5 Strong Reasons Parents Should Not Drink Alcohol
While most would agree that young people should be kept from alcohol, many fail to apply the same precaution to parents and don’t see any real danger in alcohol. The heavy drinking lifestyle portrayed in Hollywood and pop culture directly mocks the wisdom of abstinence.
Consider these 5 arguments before drinking alcohol!
1. Consuming alcohol is unpredictably addictive.
If you never taste a drop of alcohol, I can personally guarantee your kids will never remember you as an alcoholic. In contrast, if you do try a taste, or 2 tastes or 3, you are exposing yourself to at least SOME possibility of alcohol addiction. Addictions rarely appear overnight — chemical dependency is a gradual process that may take years. Often people deceive themselves into believing they will remain moderate drinkers, and can’t see the gradual steps that are leading them to alcoholism.

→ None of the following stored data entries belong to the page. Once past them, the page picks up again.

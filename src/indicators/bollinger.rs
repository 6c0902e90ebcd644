// =============================================================================
// Bollinger Bands — SMA middle band with standard-deviation envelopes
// =============================================================================

/// Full band series: (upper, middle, lower), each trimmed to the warmed-up
/// region. `middle` is the `period`-SMA; the envelopes sit `num_std`
/// population standard deviations away.
pub fn bollinger(closes: &[f64], period: usize, num_std: f64) -> (Vec<f64>, Vec<f64>, Vec<f64>) {
    if period == 0 || closes.len() < period {
        return (Vec::new(), Vec::new(), Vec::new());
    }
    let n = closes.len() - period + 1;
    let mut upper = Vec::with_capacity(n);
    let mut middle = Vec::with_capacity(n);
    let mut lower = Vec::with_capacity(n);

    for window in closes.windows(period) {
        let mean = window.iter().sum::<f64>() / period as f64;
        let variance = window.iter().map(|x| (x - mean).powi(2)).sum::<f64>() / period as f64;
        let std_dev = variance.sqrt();
        upper.push(mean + num_std * std_dev);
        middle.push(mean);
        lower.push(mean - num_std * std_dev);
    }
    (upper, middle, lower)
}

2. The intake of alcohol ALWAYS affects your reasoning and decision-making skills.
Your sense of reasoning can make or break your career, your goals, your life pursuits, and more importantly the happiness of your family. Success, in many cases, is up to you. Even small amounts of alcohol can negatively affect judgment. We don’t want a heart surgeon walking into surgery after having a beer or two. For pilots, the FAA regulations say, “No person may act or attempt to act as a crewmember of a civil aircraft … within eight hours after the consumption of any alcoholic beverage.” Some people complain when laws get stricter for blood alcohol levels; they assume they are functioning just fine because their senses aren’t grossly impaired. The truth is — when lives are on the line and good judgment is critical, you should desire to be at your best.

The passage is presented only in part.